_PROBLEM DETAILS_.
Start at the line in the entries below that contains "self.idx.extend_from_slice(&tris);", stop at the line that contains "let tris: Vec<_>", and output exactly the lines in that span, both ends included.

_Stored data_.
-=-=-

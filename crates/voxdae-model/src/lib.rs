//! Voxel model source: sparse grid, palette and anchor points.
#![forbid(unsafe_code)]

use std::collections::BTreeMap;

use voxdae_geom::GridPos;

pub mod vxi;

pub use vxi::{VxiError, read_vxi, write_vxi};

/// Palette slot that marks an empty cell in the dense on-disk layout.
pub const EMPTY_INDEX: u8 = 255;
pub const PALETTE_LEN: usize = 256;

#[derive(Clone, Copy, Debug, Default, PartialEq, Eq, Hash, PartialOrd, Ord)]
pub struct Rgb {
    pub r: u8,
    pub g: u8,
    pub b: u8,
}

impl Rgb {
    #[inline]
    pub const fn new(r: u8, g: u8, b: u8) -> Self {
        Self { r, g, b }
    }

    /// Channels scaled into `[0, 1]`.
    #[inline]
    pub fn to_unit(self) -> [f32; 3] {
        [
            self.r as f32 / 255.0,
            self.g as f32 / 255.0,
            self.b as f32 / 255.0,
        ]
    }
}

/// Fixed 256-entry color table; every `u8` is a valid index.
#[derive(Clone, Debug, PartialEq, Eq)]
pub struct Palette {
    colors: Box<[Rgb; PALETTE_LEN]>,
}

impl Default for Palette {
    fn default() -> Self {
        Self {
            colors: Box::new([Rgb::default(); PALETTE_LEN]),
        }
    }
}

impl Palette {
    #[inline]
    pub fn get(&self, index: u8) -> Rgb {
        self.colors[index as usize]
    }

    #[inline]
    pub fn set(&mut self, index: u8, color: Rgb) {
        self.colors[index as usize] = color;
    }

    pub fn iter(&self) -> impl Iterator<Item = Rgb> + '_ {
        self.colors.iter().copied()
    }
}

/// Named reference position carried through to the scene as a transform-only node.
#[derive(Clone, Debug, PartialEq, Eq)]
pub struct AnchorPoint {
    pub name: String,
    pub pos: GridPos,
}

impl AnchorPoint {
    pub fn new(name: impl Into<String>, pos: GridPos) -> Self {
        Self {
            name: name.into(),
            pos,
        }
    }
}

/// Read-only view of a voxel model as consumed by the mesher and scene assembly.
pub trait VoxelSource {
    /// Occupied cells with their palette index.
    fn voxels(&self) -> impl Iterator<Item = (GridPos, u8)> + '_;
    fn is_solid(&self, pos: GridPos) -> bool;
    fn color(&self, index: u8) -> Rgb;
    /// Grid origin in native coordinates.
    fn offset(&self) -> GridPos;
    fn points(&self) -> &[AnchorPoint];
}

/// In-memory voxel model. Cells live in an ordered map so traversal is stable.
#[derive(Clone, Debug, Default)]
pub struct VoxelModel {
    pub offset: GridPos,
    pub palette: Palette,
    pub blocks: BTreeMap<GridPos, u8>,
    pub points: Vec<AnchorPoint>,
}

impl VoxelModel {
    pub fn new() -> Self {
        Self::default()
    }

    #[inline]
    pub fn set(&mut self, pos: GridPos, index: u8) {
        self.blocks.insert(pos, index);
    }

    #[inline]
    pub fn remove(&mut self, pos: GridPos) -> Option<u8> {
        self.blocks.remove(&pos)
    }

    #[inline]
    pub fn get(&self, pos: GridPos) -> Option<u8> {
        self.blocks.get(&pos).copied()
    }

    #[inline]
    pub fn len(&self) -> usize {
        self.blocks.len()
    }

    #[inline]
    pub fn is_empty(&self) -> bool {
        self.blocks.is_empty()
    }

    /// Inclusive min/max corners of the occupied cells, or `None` when empty.
    pub fn bounds(&self) -> Option<(GridPos, GridPos)> {
        let mut it = self.blocks.keys();
        let first = *it.next()?;
        Some(it.fold((first, first), |(lo, hi), p| {
            (
                GridPos::new(lo.x.min(p.x), lo.y.min(p.y), lo.z.min(p.z)),
                GridPos::new(hi.x.max(p.x), hi.y.max(p.y), hi.z.max(p.z)),
            )
        }))
    }
}

impl VoxelSource for VoxelModel {
    fn voxels(&self) -> impl Iterator<Item = (GridPos, u8)> + '_ {
        self.blocks.iter().map(|(p, v)| (*p, *v))
    }

    #[inline]
    fn is_solid(&self, pos: GridPos) -> bool {
        self.blocks.contains_key(&pos)
    }

    #[inline]
    fn color(&self, index: u8) -> Rgb {
        self.palette.get(index)
    }

    #[inline]
    fn offset(&self) -> GridPos {
        self.offset
    }

    fn points(&self) -> &[AnchorPoint] {
        &self.points
    }
}
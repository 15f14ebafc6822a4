use voxdae_geom::Vec3;

/// `(vertex_index, normal_index)` as written to an interleaved triangle list.
pub type IndexPair = [u32; 2];

/// Four corners plus the face normal; corners run counter-clockwise seen from outside.
#[derive(Clone, Copy, Debug, PartialEq)]
pub struct Quad {
    pub normal: Vec3,
    pub corners: [Vec3; 4],
}

impl Quad {
    /// Normal implied by the winding of the first triangle.
    #[inline]
    pub fn winding_normal(&self) -> Vec3 {
        let [a, b, c, _] = self.corners;
        (b - a).cross(c - a)
    }
}

/// Growable position/normal streams. Normals are deduplicated by exact value.
#[derive(Default, Clone, Debug)]
pub struct VertexData {
    pub pos: Vec<f32>,
    pub norm: Vec<f32>,
}

impl VertexData {
    #[inline]
    pub fn vertex_count(&self) -> usize {
        self.pos.len() / 3
    }

    #[inline]
    pub fn normal_count(&self) -> usize {
        self.norm.len() / 3
    }

    #[inline]
    pub fn vertex(&self, i: u32) -> Vec3 {
        let i = i as usize * 3;
        Vec3::new(self.pos[i], self.pos[i + 1], self.pos[i + 2])
    }

    #[inline]
    pub fn normal(&self, i: u32) -> Vec3 {
        let i = i as usize * 3;
        Vec3::new(self.norm[i], self.norm[i + 1], self.norm[i + 2])
    }

    /// Index of `n`, appending it on first use.
    pub fn normal_index(&mut self, n: Vec3) -> u32 {
        let key = n.to_array();
        if let Some(i) = self.norm.chunks_exact(3).position(|c| c == &key[..]) {
            return i as u32;
        }
        self.norm.extend_from_slice(&key);
        (self.normal_count() - 1) as u32
    }

    /// Appends four fresh vertices and returns the two triangles `(v0,v1,v2)` and `(v2,v3,v0)`.
    pub fn push_quad(&mut self, q: &Quad) -> [IndexPair; 6] {
        let base = self.vertex_count() as u32;
        let n = self.normal_index(q.normal);
        for v in &q.corners {
            self.pos.extend_from_slice(&[v.x, v.y, v.z]);
        }
        [
            [base, n],
            [base + 1, n],
            [base + 2, n],
            [base + 2, n],
            [base + 3, n],
            [base, n],
        ]
    }
}

/// Self-contained triangle list with its own vertex and normal streams.
#[derive(Default, Clone, Debug)]
pub struct MeshBuild {
    pub data: VertexData,
    pub idx: Vec<IndexPair>,
}

impl MeshBuild {
    #[inline]
    pub fn add_quad(&mut self, q: &Quad) {
        let tris = self.data.push_quad(q);
        self.idx.extend_from_slice(&tris);
    }

    #[inline]
    pub fn quad_count(&self) -> usize {
        self.idx.len() / 6
    }
}

/// Resolves an index list against vertex data into triangle corner positions and normals.
pub fn triangles<'a>(
    data: &'a VertexData,
    idx: &'a [IndexPair],
) -> impl Iterator<Item = ([Vec3; 3], Vec3)> + 'a {
    idx.chunks_exact(3).map(move |t| {
        (
            [data.vertex(t[0][0]), data.vertex(t[1][0]), data.vertex(t[2][0])],
            data.normal(t[0][1]),
        )
    })
}

#[cfg(test)]
mod tests {
    use super::*;

    fn unit_quad(normal: Vec3) -> Quad {
        Quad {
            normal,
            corners: [
                Vec3::new(0.0, 0.0, 0.0),
                Vec3::new(1.0, 0.0, 0.0),
                Vec3::new(1.0, 1.0, 0.0),
                Vec3::new(0.0, 1.0, 0.0),
            ],
        }
    }

    #[test]
    fn quad_appends_four_vertices_and_six_pairs() {
        let mut mb = MeshBuild::default();
        mb.add_quad(&unit_quad(Vec3::new(0.0, 0.0, 1.0)));
        mb.add_quad(&unit_quad(Vec3::new(0.0, 0.0, 1.0)));
        assert_eq!(mb.data.vertex_count(), 8);
        assert_eq!(mb.data.normal_count(), 1);
        assert_eq!(mb.quad_count(), 2);
        assert_eq!(
            &mb.idx[6..],
            &[[4, 0], [5, 0], [6, 0], [6, 0], [7, 0], [4, 0]]
        );
    }

    #[test]
    fn normals_are_appended_once() {
        let mut vd = VertexData::default();
        let up = Vec3::new(0.0, 1.0, 0.0);
        let down = Vec3::new(0.0, -1.0, 0.0);
        assert_eq!(vd.normal_index(up), 0);
        assert_eq!(vd.normal_index(down), 1);
        assert_eq!(vd.normal_index(up), 0);
        assert_eq!(vd.normal_count(), 2);
    }

    #[test]
    fn winding_normal_of_ccw_quad_points_out() {
        let q = unit_quad(Vec3::new(0.0, 0.0, 1.0));
        assert!(q.winding_normal().dot(q.normal) > 0.0);
    }

    #[test]
    fn triangles_resolve_shared_normal() {
        let mut mb = MeshBuild::default();
        mb.add_quad(&unit_quad(Vec3::new(0.0, 0.0, 1.0)));
        let tris: Vec<_> = triangles(&mb.data, &mb.idx).collect();
        assert_eq!(tris.len(), 2);
        assert_eq!(tris[1].0[0], Vec3::new(1.0, 1.0, 0.0));
        assert_eq!(tris[1].0[2], Vec3::new(0.0, 0.0, 0.0));
        assert!(tris.iter().all(|(_, n)| *n == Vec3::new(0.0, 0.0, 1.0)));
    }
}
use std::io;
use std::path::PathBuf;

use thiserror::Error;
use voxdae_model::VxiError;

#[derive(Debug, Error)]
pub enum ConvertError {
    #[error("input {} does not exist", .0.display())]
    MissingInput(PathBuf),
    #[error("failed to read {}: {source}", .path.display())]
    Read {
        path: PathBuf,
        #[source]
        source: io::Error,
    },
    #[error("failed to parse {}: {source}", .path.display())]
    Parse {
        path: PathBuf,
        #[source]
        source: VxiError,
    },
    #[error("failed to write {}: {source}", .path.display())]
    Write {
        path: PathBuf,
        #[source]
        source: io::Error,
    },
    #[error("invalid config {}: {source}", .path.display())]
    Config {
        path: PathBuf,
        #[source]
        source: toml::de::Error,
    },
    #[error("scale must be a positive finite number, got {0}")]
    InvalidScale(f32),
    #[error("file watcher failed: {0}")]
    Watch(#[from] notify::Error),
    #[error("worker pool: {0}")]
    Pool(#[from] rayon::ThreadPoolBuildError),
}

impl ConvertError {
    pub(crate) fn read(path: impl Into<PathBuf>, source: io::Error) -> Self {
        Self::Read {
            path: path.into(),
            source,
        }
    }

    pub(crate) fn write(path: impl Into<PathBuf>, source: io::Error) -> Self {
        Self::Write {
            path: path.into(),
            source,
        }
    }
}
//! `.vxi` voxel model codec.
//!
//! Layout (little-endian): three `u32` extents, three `i32` offsets, one palette index per
//! cell with X outermost and Z innermost (`255` = empty), a 256-entry RGB palette, then a
//! `u8` count of anchor points, each a length-prefixed UTF-8 name and three `i32`.

use std::io::{self, Read, Write};

use byteorder::{LittleEndian, ReadBytesExt, WriteBytesExt};
use thiserror::Error;
use voxdae_geom::GridPos;

use crate::{AnchorPoint, EMPTY_INDEX, PALETTE_LEN, Rgb, VoxelModel};

#[derive(Debug, Error)]
pub enum VxiError {
    #[error("i/o error: {0}")]
    Io(#[from] io::Error),
    #[error("grid extents {0}x{1}x{2} overflow")]
    ExtentsOverflow(u32, u32, u32),
    #[error("anchor point name is not valid UTF-8")]
    InvalidName(#[from] std::string::FromUtf8Error),
    #[error("anchor point name `{0}` is longer than 255 bytes")]
    NameTooLong(String),
    #[error("{0} anchor points exceed the limit of 255")]
    TooManyPoints(usize),
    #[error("cell ({}, {}, {}) lies below the grid origin", .0.x, .0.y, .0.z)]
    NegativeCoordinate(GridPos),
    #[error("cell ({}, {}, {}) uses the reserved empty palette index", .0.x, .0.y, .0.z)]
    ReservedIndex(GridPos),
    #[error("position ({}, {}, {}) cannot be mirrored into output axes", .0.x, .0.y, .0.z)]
    CoordinateOutOfRange(GridPos),
}

/// The axis transform negates X on offsets and anchors, so `x == i32::MIN` has no image.
fn check_mirrorable(p: GridPos) -> Result<GridPos, VxiError> {
    if p.x == i32::MIN {
        return Err(VxiError::CoordinateOutOfRange(p));
    }
    Ok(p)
}

fn read_extent(r: &mut impl Read) -> io::Result<(u32, u32, u32)> {
    Ok((
        r.read_u32::<LittleEndian>()?,
        r.read_u32::<LittleEndian>()?,
        r.read_u32::<LittleEndian>()?,
    ))
}

fn read_pos(r: &mut impl Read) -> io::Result<GridPos> {
    Ok(GridPos::new(
        r.read_i32::<LittleEndian>()?,
        r.read_i32::<LittleEndian>()?,
        r.read_i32::<LittleEndian>()?,
    ))
}

fn write_pos(w: &mut impl Write, p: GridPos) -> io::Result<()> {
    w.write_i32::<LittleEndian>(p.x)?;
    w.write_i32::<LittleEndian>(p.y)?;
    w.write_i32::<LittleEndian>(p.z)
}

/// Decodes a model. Truncated input surfaces as an `UnexpectedEof` I/O error.
pub fn read_vxi(r: &mut impl Read) -> Result<VoxelModel, VxiError> {
    let (sx, sy, sz) = read_extent(r)?;
    let offset = check_mirrorable(read_pos(r)?)?;
    let cells = (sx as u64)
        .checked_mul(sy as u64)
        .and_then(|n| n.checked_mul(sz as u64))
        .ok_or(VxiError::ExtentsOverflow(sx, sy, sz))?;

    // Grow with the data actually present instead of trusting the header.
    let mut dense = Vec::new();
    r.by_ref().take(cells).read_to_end(&mut dense)?;
    if dense.len() as u64 != cells {
        return Err(io::Error::new(io::ErrorKind::UnexpectedEof, "voxel data truncated").into());
    }

    let mut model = VoxelModel {
        offset,
        ..VoxelModel::default()
    };
    let plane = sy as u64 * sz as u64;
    for (i, &v) in dense.iter().enumerate() {
        if v == EMPTY_INDEX {
            continue;
        }
        let i = i as u64;
        let x = (i / plane) as i32;
        let y = ((i / sz as u64) % sy as u64) as i32;
        let z = (i % sz as u64) as i32;
        model.blocks.insert(GridPos::new(x, y, z), v);
    }

    for i in 0..PALETTE_LEN {
        let r8 = r.read_u8()?;
        let g8 = r.read_u8()?;
        let b8 = r.read_u8()?;
        model.palette.set(i as u8, Rgb::new(r8, g8, b8));
    }

    let count = r.read_u8()?;
    model.points.reserve(count as usize);
    for _ in 0..count {
        let len = r.read_u8()? as usize;
        let mut name = vec![0u8; len];
        r.read_exact(&mut name)?;
        let name = String::from_utf8(name)?;
        let pos = check_mirrorable(read_pos(r)?)?;
        model.points.push(AnchorPoint { name, pos });
    }

    log::debug!(
        "vxi: {}x{}x{} grid, {} cells, {} points",
        sx,
        sy,
        sz,
        model.blocks.len(),
        model.points.len()
    );
    Ok(model)
}

/// Encodes a model. The dense box spans from the origin to the largest occupied cell.
pub fn write_vxi(model: &VoxelModel, w: &mut impl Write) -> Result<(), VxiError> {
    if model.points.len() > u8::MAX as usize {
        return Err(VxiError::TooManyPoints(model.points.len()));
    }
    check_mirrorable(model.offset)?;
    for pt in &model.points {
        check_mirrorable(pt.pos)?;
    }
    let mut ext = (0u32, 0u32, 0u32);
    for (&p, &v) in &model.blocks {
        if p.x < 0 || p.y < 0 || p.z < 0 {
            return Err(VxiError::NegativeCoordinate(p));
        }
        if v == EMPTY_INDEX {
            return Err(VxiError::ReservedIndex(p));
        }
        ext.0 = ext.0.max(p.x as u32 + 1);
        ext.1 = ext.1.max(p.y as u32 + 1);
        ext.2 = ext.2.max(p.z as u32 + 1);
    }

    w.write_u32::<LittleEndian>(ext.0)?;
    w.write_u32::<LittleEndian>(ext.1)?;
    w.write_u32::<LittleEndian>(ext.2)?;
    write_pos(w, model.offset)?;

    let mut dense = Vec::with_capacity(ext.0 as usize * ext.1 as usize * ext.2 as usize);
    for x in 0..ext.0 as i32 {
        for y in 0..ext.1 as i32 {
            for z in 0..ext.2 as i32 {
                dense.push(model.get(GridPos::new(x, y, z)).unwrap_or(EMPTY_INDEX));
            }
        }
    }
    w.write_all(&dense)?;

    for c in model.palette.iter() {
        w.write_all(&[c.r, c.g, c.b])?;
    }

    w.write_u8(model.points.len() as u8)?;
    for pt in &model.points {
        let bytes = pt.name.as_bytes();
        if bytes.len() > u8::MAX as usize {
            return Err(VxiError::NameTooLong(pt.name.clone()));
        }
        w.write_u8(bytes.len() as u8)?;
        w.write_all(bytes)?;
        write_pos(w, pt.pos)?;
    }
    Ok(())
}

impl VoxelModel {
    pub fn from_vxi_bytes(bytes: &[u8]) -> Result<Self, VxiError> {
        read_vxi(&mut io::Cursor::new(bytes))
    }

    pub fn to_vxi_bytes(&self) -> Result<Vec<u8>, VxiError> {
        let mut out = Vec::new();
        write_vxi(self, &mut out)?;
        Ok(out)
    }
}
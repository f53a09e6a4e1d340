/// Application layer - Use cases, DTOs and read models
///
/// This layer orchestrates the catalog domain services and coordinates
/// with infrastructure through ports.
pub mod dto;
pub mod factories;
pub mod read_models;
pub mod use_cases;
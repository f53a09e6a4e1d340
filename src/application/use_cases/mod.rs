/// Use cases module containing application business logic orchestration
mod build_catalog;

pub use build_catalog::BuildCatalogUseCase;
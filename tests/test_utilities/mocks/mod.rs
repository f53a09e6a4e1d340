/// Mock implementations for testing
mod mock_progress_reporter;
mod mock_sheet_source;

pub use mock_progress_reporter::MockProgressReporter;
pub use mock_sheet_source::MockSheetSource;
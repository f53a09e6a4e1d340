use super::product::Product;

/// Immutable snapshot of one aggregation run
///
/// Products are held in order of first appearance of their identity key
/// across the concatenated row stream.
#[derive(Debug, Clone, Default, PartialEq)]
pub struct Catalog {
    products: Vec<Product>,
}

impl Catalog {
    pub fn new(products: Vec<Product>) -> Self {
        Self { products }
    }

    /// Products in first-appearance order with drivers sorted by OS name
    ///
    /// Sorting happens on export and never mutates the catalog, so repeated
    /// exports return identical lists.
    pub fn to_ordered_list(&self) -> Vec<Product> {
        self.products
            .iter()
            .map(Product::with_sorted_drivers)
            .collect()
    }

    /// Products exactly as aggregated (drivers in encounter order)
    pub fn products(&self) -> &[Product] {
        &self.products
    }

    pub fn get(&self, identity_key: &str) -> Option<&Product> {
        self.products
            .iter()
            .find(|p| p.identity_key().as_str() == identity_key)
    }

    pub fn len(&self) -> usize {
        self.products.len()
    }

    pub fn is_empty(&self) -> bool {
        self.products.is_empty()
    }

    /// Total number of driver entries across all products
    pub fn driver_count(&self) -> usize {
        self.products.iter().map(|p| p.drivers().len()).sum()
    }
}
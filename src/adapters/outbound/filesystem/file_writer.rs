use crate::ports::outbound::OutputPresenter;
use crate::shared::error::CatalogError;
use crate::shared::Result;
use std::fs;
use std::io::{self, Write};
use std::path::{Path, PathBuf};

/// FileSystemWriter adapter for writing the catalog to a file
pub struct FileSystemWriter {
    output_path: PathBuf,
}

impl FileSystemWriter {
    pub fn new(output_path: PathBuf) -> Self {
        Self { output_path }
    }

    fn write_error(&self, details: impl Into<String>) -> anyhow::Error {
        CatalogError::FileWriteError {
            path: self.output_path.clone(),
            details: details.into(),
        }
        .into()
    }

    /// Validates that the parent directory exists before writing
    fn validate_parent_directory(&self) -> Result<()> {
        if let Some(parent) = self.output_path.parent() {
            if parent != Path::new("") && !parent.is_dir() {
                return Err(self.write_error(format!(
                    "Parent directory does not exist: {}",
                    parent.display()
                )));
            }
        }
        Ok(())
    }

    /// Rejects an existing output path that is a symbolic link
    fn validate_output_security(&self) -> Result<()> {
        match fs::symlink_metadata(&self.output_path) {
            Ok(metadata) if metadata.is_symlink() => Err(self.write_error(
                "Security: Output path is a symbolic link. For security reasons, writing to symbolic links is not allowed.",
            )),
            Ok(metadata) if metadata.is_dir() => {
                Err(self.write_error("Output path is a directory"))
            }
            Ok(_) => Ok(()),
            Err(e) if e.kind() == io::ErrorKind::NotFound => Ok(()),
            Err(e) => Err(self.write_error(format!("Failed to read file metadata: {}", e))),
        }
    }
}

impl OutputPresenter for FileSystemWriter {
    fn present(&self, content: &str) -> Result<()> {
        self.validate_parent_directory()?;
        self.validate_output_security()?;

        fs::write(&self.output_path, content).map_err(|e| self.write_error(e.to_string()))?;

        eprintln!("✅ Catalog written: {}", self.output_path.display());
        Ok(())
    }
}

/// StdoutPresenter adapter for writing the catalog to stdout
pub struct StdoutPresenter;

impl StdoutPresenter {
    pub fn new() -> Self {
        Self
    }
}

impl Default for StdoutPresenter {
    fn default() -> Self {
        Self::new()
    }
}

impl OutputPresenter for StdoutPresenter {
    fn present(&self, content: &str) -> Result<()> {
        let mut stdout = io::stdout().lock();
        stdout
            .write_all(content.as_bytes())
            .and_then(|_| {
                if content.ends_with('\n') {
                    Ok(())
                } else {
                    stdout.write_all(b"\n")
                }
            })
            .and_then(|_| stdout.flush())
            .map_err(|e| anyhow::anyhow!("Failed to write to stdout: {}", e))
    }
}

-=-=-

_EXERCISE SOLUTION_.
        self.idx.extend_from_slice(&tris);
    }

    #[inline]
    pub fn quad_count(&self) -> usize {
        self.idx.len() / 6
    }
}

/// Resolves an index list against vertex data into triangle corner positions and normals.
pub fn triangles<'a>(
    data: &'a VertexData,
    idx: &'a [IndexPair],
) -> impl Iterator<Item = ([Vec3; 3], Vec3)> + 'a {
    idx.chunks_exact(3).map(move |t| {
        (
            [data.vertex(t[0][0]), data.vertex(t[1][0]), data.vertex(t[2][0])],
            data.normal(t[0][1]),
        )
    })
}

#[cfg(test)]
mod tests {
    use super::*;

    fn unit_quad(normal: Vec3) -> Quad {
        Quad {
            normal,
            corners: [
                Vec3::new(0.0, 0.0, 0.0),
                Vec3::new(1.0, 0.0, 0.0),
                Vec3::new(1.0, 1.0, 0.0),
                Vec3::new(0.0, 1.0, 0.0),
            ],
        }
    }

    #[test]
    fn quad_appends_four_vertices_and_six_pairs() {
        let mut mb = MeshBuild::default();
        mb.add_quad(&unit_quad(Vec3::new(0.0, 0.0, 1.0)));
        mb.add_quad(&unit_quad(Vec3::new(0.0, 0.0, 1.0)));
        assert_eq!(mb.data.vertex_count(), 8);
        assert_eq!(mb.data.normal_count(), 1);
        assert_eq!(mb.quad_count(), 2);
        assert_eq!(
            &mb.idx[6..],
            &[[4, 0], [5, 0], [6, 0], [6, 0], [7, 0], [4, 0]]
        );
    }

    #[test]
    fn normals_are_appended_once() {
        let mut vd = VertexData::default();
        let up = Vec3::new(0.0, 1.0, 0.0);
        let down = Vec3::new(0.0, -1.0, 0.0);
        assert_eq!(vd.normal_index(up), 0);
        assert_eq!(vd.normal_index(down), 1);
        assert_eq!(vd.normal_index(up), 0);
        assert_eq!(vd.normal_count(), 2);
    }

    #[test]
    fn winding_normal_of_ccw_quad_points_out() {
        let q = unit_quad(Vec3::new(0.0, 0.0, 1.0));
        assert!(q.winding_normal().dot(q.normal) > 0.0);
    }

    #[test]
    fn triangles_resolve_shared_normal() {
        let mut mb = MeshBuild::default();
        mb.add_quad(&unit_quad(Vec3::new(0.0, 0.0, 1.0)));
        let tris: Vec<_> = triangles(&mb.data, &mb.idx).collect();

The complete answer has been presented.